La biographie de Vincent Duclert dresse du capitaine Dreyfus un portrait inhabituel : non pas seulement un homme de souffrance, victime de l'Etat français parce qu'il était juif, simple symbole de sa propre cause et trop petit pour son destin, mais un "homme de résistance". L'historien rapporte "l'héroïsme civique" de Dreyfus, accusé à tort de haute trahison au bénéfice de l'Allemagne, dégradé et déporté de 1895 à 1899 dans un bagne de Guyane. Son refus de se soumettre à un procès arbitraire, aux conditions dégradantes de sa déportation. Ses lettres au président de la République, au président du Conseil, au ministre de la guerre. "Il n'a jamais désespéré de la capacité de la France à lui redonner son honneur, explique-t-il. Son amour de la France a construit la France. Il n'a jamais renoncé à ses droits et a mis la justice au cœur de la société. Il est la France."

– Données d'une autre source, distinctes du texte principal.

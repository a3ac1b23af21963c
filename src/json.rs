//! # Payload Serialization
//!
//! Props are embedded in the generated `<script>` block as JSON written in the
//! textual form Python's `json.dumps` produces with default arguments, so that
//! snapshots taken from notebooks stay byte-identical:
//!
//! - `", "` between items and `": "` between a key and its value,
//! - every non-ASCII character escaped as a lowercase `\uXXXX` sequence,
//! - non-finite floats written as `NaN`, `Infinity` and `-Infinity`.
//!
//! The payload is JavaScript source rather than a string handed to
//! `JSON.parse`, so those literals evaluate to the matching numbers.
//! `serde_json` turns non-finite floats into `null` before a formatter sees
//! them; values that may hold them go through [`FloatLiterals`] instead.
//!
//! On top of that, `</` inside strings is written as `<\/`. Both forms decode
//! to the same string, but only the escaped one is safe inside a script element.

use serde::ser::{self, Serialize, Serializer};
use serde_json::ser::Formatter;
use std::io;

use crate::common::VisError;

const NAN: &str = "NaN";
const INFINITY: &str = "Infinity";
const NEG_INFINITY: &str = "-Infinity";

fn non_finite_literal(value: f64) -> Option<&'static str> {
    if value.is_nan() {
        Some(NAN)
    } else if value == f64::INFINITY {
        Some(INFINITY)
    } else if value == f64::NEG_INFINITY {
        Some(NEG_INFINITY)
    } else {
        None
    }
}

/// `serde_json` formatter matching Python's default `json.dumps` output.
#[derive(Debug, Default, Clone, Copy)]
pub struct PythonFormatter;

impl Formatter for PythonFormatter {
    #[inline]
    fn begin_array_value<W>(&mut self, writer: &mut W, first: bool) -> io::Result<()>
    where
        W: ?Sized + io::Write,
    {
        if first {
            Ok(())
        } else {
            writer.write_all(b", ")
        }
    }

    #[inline]
    fn begin_object_key<W>(&mut self, writer: &mut W, first: bool) -> io::Result<()>
    where
        W: ?Sized + io::Write,
    {
        if first {
            Ok(())
        } else {
            writer.write_all(b", ")
        }
    }

    #[inline]
    fn begin_object_value<W>(&mut self, writer: &mut W) -> io::Result<()>
    where
        W: ?Sized + io::Write,
    {
        writer.write_all(b": ")
    }

    fn write_string_fragment<W>(&mut self, writer: &mut W, fragment: &str) -> io::Result<()>
    where
        W: ?Sized + io::Write,
    {
        let bytes = fragment.as_bytes();
        let mut start = 0;

        for (i, ch) in fragment.char_indices() {
            let needs_escape = !ch.is_ascii() || (ch == '/' && i > 0 && bytes[i - 1] == b'<');
            if !needs_escape {
                continue;
            }
            if start < i {
                writer.write_all(&bytes[start..i])?;
            }
            if ch == '/' {
                writer.write_all(b"\\/")?;
            } else {
                let mut units = [0u16; 2];
                for unit in ch.encode_utf16(&mut units) {
                    write!(writer, "\\u{:04x}", unit)?;
                }
            }
            start = i + ch.len_utf8();
        }

        if start < bytes.len() {
            writer.write_all(&bytes[start..])?;
        }
        Ok(())
    }

    /// The non-finite literals from [`FloatLiterals`] arrive here and are written
    /// bare. Any other byte array keeps the usual list-of-integers form.
    fn write_byte_array<W>(&mut self, writer: &mut W, value: &[u8]) -> io::Result<()>
    where
        W: ?Sized + io::Write,
    {
        if [NAN, INFINITY, NEG_INFINITY].iter().any(|l| l.as_bytes() == value) {
            return writer.write_all(value);
        }
        self.begin_array(writer)?;
        for (i, byte) in value.iter().enumerate() {
            self.begin_array_value(writer, i == 0)?;
            self.write_u8(writer, *byte)?;
            self.end_array_value(writer)?;
        }
        self.end_array(writer)
    }
}

/// Serializer adapter that keeps non-finite floats.
///
/// `NaN`, `Infinity` and `-Infinity` are passed on as byte arrays holding the
/// literal text, which [`PythonFormatter`] writes verbatim. Options and
/// sequences (so nested lists too) are followed; other compound values are
/// serialized unchanged.
pub struct FloatLiterals<S>(pub S);

/// Serializes the borrowed value through [`FloatLiterals`].
pub struct WithFloatLiterals<'a, T: ?Sized>(pub &'a T);

impl<T: ?Sized + Serialize> Serialize for WithFloatLiterals<'_, T> {
    fn serialize<S: Serializer>(&self, serializer: S) -> Result<S::Ok, S::Error> {
        self.0.serialize(FloatLiterals(serializer))
    }
}

/// `#[serde(serialize_with)]` helper for float fields that may be non-finite.
pub fn float_literals<T, S>(value: &T, serializer: S) -> Result<S::Ok, S::Error>
where
    T: ?Sized + Serialize,
    S: Serializer,
{
    value.serialize(FloatLiterals(serializer))
}

impl<S: Serializer> Serializer for FloatLiterals<S> {
    type Ok = S::Ok;
    type Error = S::Error;
    type SerializeSeq = FloatLiterals<S::SerializeSeq>;
    type SerializeTuple = S::SerializeTuple;
    type SerializeTupleStruct = S::SerializeTupleStruct;
    type SerializeTupleVariant = S::SerializeTupleVariant;
    type SerializeMap = S::SerializeMap;
    type SerializeStruct = S::SerializeStruct;
    type SerializeStructVariant = S::SerializeStructVariant;

    fn serialize_f32(self, v: f32) -> Result<S::Ok, S::Error> {
        match non_finite_literal(f64::from(v)) {
            Some(literal) => self.0.serialize_bytes(literal.as_bytes()),
            None => self.0.serialize_f32(v),
        }
    }

    fn serialize_f64(self, v: f64) -> Result<S::Ok, S::Error> {
        match non_finite_literal(v) {
            Some(literal) => self.0.serialize_bytes(literal.as_bytes()),
            None => self.0.serialize_f64(v),
        }
    }

    fn serialize_some<T: ?Sized + Serialize>(self, value: &T) -> Result<S::Ok, S::Error> {
        self.0.serialize_some(&WithFloatLiterals(value))
    }

    fn serialize_seq(self, len: Option<usize>) -> Result<Self::SerializeSeq, S::Error> {
        self.0.serialize_seq(len).map(FloatLiterals)
    }

    fn serialize_bool(self, v: bool) -> Result<S::Ok, S::Error> {
        self.0.serialize_bool(v)
    }

    fn serialize_i8(self, v: i8) -> Result<S::Ok, S::Error> {
        self.0.serialize_i8(v)
    }

    fn serialize_i16(self, v: i16) -> Result<S::Ok, S::Error> {
        self.0.serialize_i16(v)
    }

    fn serialize_i32(self, v: i32) -> Result<S::Ok, S::Error> {
        self.0.serialize_i32(v)
    }

    fn serialize_i64(self, v: i64) -> Result<S::Ok, S::Error> {
        self.0.serialize_i64(v)
    }

    fn serialize_i128(self, v: i128) -> Result<S::Ok, S::Error> {
        self.0.serialize_i128(v)
    }

    fn serialize_u8(self, v: u8) -> Result<S::Ok, S::Error> {
        self.0.serialize_u8(v)
    }

    fn serialize_u16(self, v: u16) -> Result<S::Ok, S::Error> {
        self.0.serialize_u16(v)
    }

    fn serialize_u32(self, v: u32) -> Result<S::Ok, S::Error> {
        self.0.serialize_u32(v)
    }

    fn serialize_u64(self, v: u64) -> Result<S::Ok, S::Error> {
        self.0.serialize_u64(v)
    }

    fn serialize_u128(self, v: u128) -> Result<S::Ok, S::Error> {
        self.0.serialize_u128(v)
    }

    fn serialize_char(self, v: char) -> Result<S::Ok, S::Error> {
        self.0.serialize_char(v)
    }

    fn serialize_str(self, v: &str) -> Result<S::Ok, S::Error> {
        self.0.serialize_str(v)
    }

    fn serialize_bytes(self, v: &[u8]) -> Result<S::Ok, S::Error> {
        self.0.serialize_bytes(v)
    }

    fn serialize_none(self) -> Result<S::Ok, S::Error> {
        self.0.serialize_none()
    }

    fn serialize_unit(self) -> Result<S::Ok, S::Error> {
        self.0.serialize_unit()
    }

    fn serialize_unit_struct(self, name: &'static str) -> Result<S::Ok, S::Error> {
        self.0.serialize_unit_struct(name)
    }

    fn serialize_unit_variant(
        self,
        name: &'static str,
        variant_index: u32,
        variant: &'static str,
    ) -> Result<S::Ok, S::Error> {
        self.0.serialize_unit_variant(name, variant_index, variant)
    }

    fn serialize_newtype_struct<T: ?Sized + Serialize>(
        self,
        name: &'static str,
        value: &T,
    ) -> Result<S::Ok, S::Error> {
        self.0.serialize_newtype_struct(name, value)
    }

    fn serialize_newtype_variant<T: ?Sized + Serialize>(
        self,
        name: &'static str,
        variant_index: u32,
        variant: &'static str,
        value: &T,
    ) -> Result<S::Ok, S::Error> {
        self.0.serialize_newtype_variant(name, variant_index, variant, value)
    }

    fn serialize_tuple(self, len: usize) -> Result<Self::SerializeTuple, S::Error> {
        self.0.serialize_tuple(len)
    }

    fn serialize_tuple_struct(
        self,
        name: &'static str,
        len: usize,
    ) -> Result<Self::SerializeTupleStruct, S::Error> {
        self.0.serialize_tuple_struct(name, len)
    }

    fn serialize_tuple_variant(
        self,
        name: &'static str,
        variant_index: u32,
        variant: &'static str,
        len: usize,
    ) -> Result<Self::SerializeTupleVariant, S::Error> {
        self.0.serialize_tuple_variant(name, variant_index, variant, len)
    }

    fn serialize_map(self, len: Option<usize>) -> Result<Self::SerializeMap, S::Error> {
        self.0.serialize_map(len)
    }

    fn serialize_struct(
        self,
        name: &'static str,
        len: usize,
    ) -> Result<Self::SerializeStruct, S::Error> {
        self.0.serialize_struct(name, len)
    }

    fn serialize_struct_variant(
        self,
        name: &'static str,
        variant_index: u32,
        variant: &'static str,
        len: usize,
    ) -> Result<Self::SerializeStructVariant, S::Error> {
        self.0.serialize_struct_variant(name, variant_index, variant, len)
    }

    fn is_human_readable(&self) -> bool {
        self.0.is_human_readable()
    }
}

impl<S: ser::SerializeSeq> ser::SerializeSeq for FloatLiterals<S> {
    type Ok = S::Ok;
    type Error = S::Error;

    fn serialize_element<T: ?Sized + Serialize>(&mut self, value: &T) -> Result<(), S::Error> {
        self.0.serialize_element(&WithFloatLiterals(value))
    }

    fn end(self) -> Result<S::Ok, S::Error> {
        self.0.end()
    }
}

/// Serializes `value` with [`PythonFormatter`].
pub fn to_python_json<T: ?Sized + Serialize>(value: &T) -> Result<String, VisError> {
    let mut buffer = Vec::with_capacity(128);
    let mut serializer = serde_json::Serializer::with_formatter(&mut buffer, PythonFormatter);
    value.serialize(&mut serializer)?;
    payload_text(buffer)
}

fn payload_text(buffer: Vec<u8>) -> Result<String, VisError> {
    String::from_utf8(buffer).map_err(|e| VisError::Payload(format!("not valid UTF-8: {}", e)))
}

L'appel à transférer le capitaine au Panthéon fut encouragé par des politiques de tout bord, de Jack Lang à Jean-Louis Debré. Robert Badinter, ancien garde des sceaux, s'est en revanche félicité du choix de Jacques Chirac. "Dreyfus est une victime, certes d'un courage exceptionnel, mais une victime. Le héros de l'affaire Deyfus, c'est Zola, et il est au Panthéon." Le Conseil représentatif des institutions juives de France est sur la même ligne.
Dreyfus au Panthéon. Aussitôt évoquée, l'idée s'est inscrite dans un de ces feuilletons intellectuels dont la France raffole. Une de ces lignes de front où adorent prendre place les débattants. Car peu avant la sortie du livre de Vincent Duclert avait surgi un autre candidat au Panthéon : l'historien Marc Bloch, cofondateur de l'Ecole des Annales, héroïque combattant des deux guerres, juif et résistant, fusillé par les Allemands. L'historien Max Gallo avait lancé l'idée dans un article du Figaro littéraire avant d'initier dans le même journal une "supplique à Monsieur le président de la République pour le transfert au Panthéon de Marc Bloch". De nombreux et prestigieux historiens signent. A l'Elysée, la candidature de Dreyfus en prend un sérieux coup.
Alfred Dreyfus contre Marc Bloch ? Le match, évidemment, n'a aucun sens. De chaque côté du front, on refuse absolument la mise en concurrence. Même si demeure le vieux cliché de la victime et du héros. Même si Dreyfus peut incarner aux yeux des"libéraux" la justice contre l'Etat, le droit du citoyen contre les institutions. Même si Bloch-le-patriote se trouve accaparé comme figure de proue par les souverainistes, réunis dans la Fondation du 2 mars (ex"Fondation Marc-Bloch"). Pour Max Gallo, qui en est membre, "Marc Bloch représente une vision plus héroïque de l'histoire nationale, que je crois plus indispensable aujourd'hui".
Pierre Nora, l'historien de la mémoire, a figuré par erreur parmi les signataires de la "supplique" pour Marc Bloch. Il s'est retiré. "Trop de choses se mêlent, dit-il. Veut-on panthéoniser Bloch comme résistant ? Il y a déjà Jean Moulin. Comme historien ? Il est trop confidentiel. Comme juif ? Alors il est débordé par Dreyfus – dont on voudrait faire un résistant. Pourquoi ?" Jacques Chirac, hier, a mis fin au débat.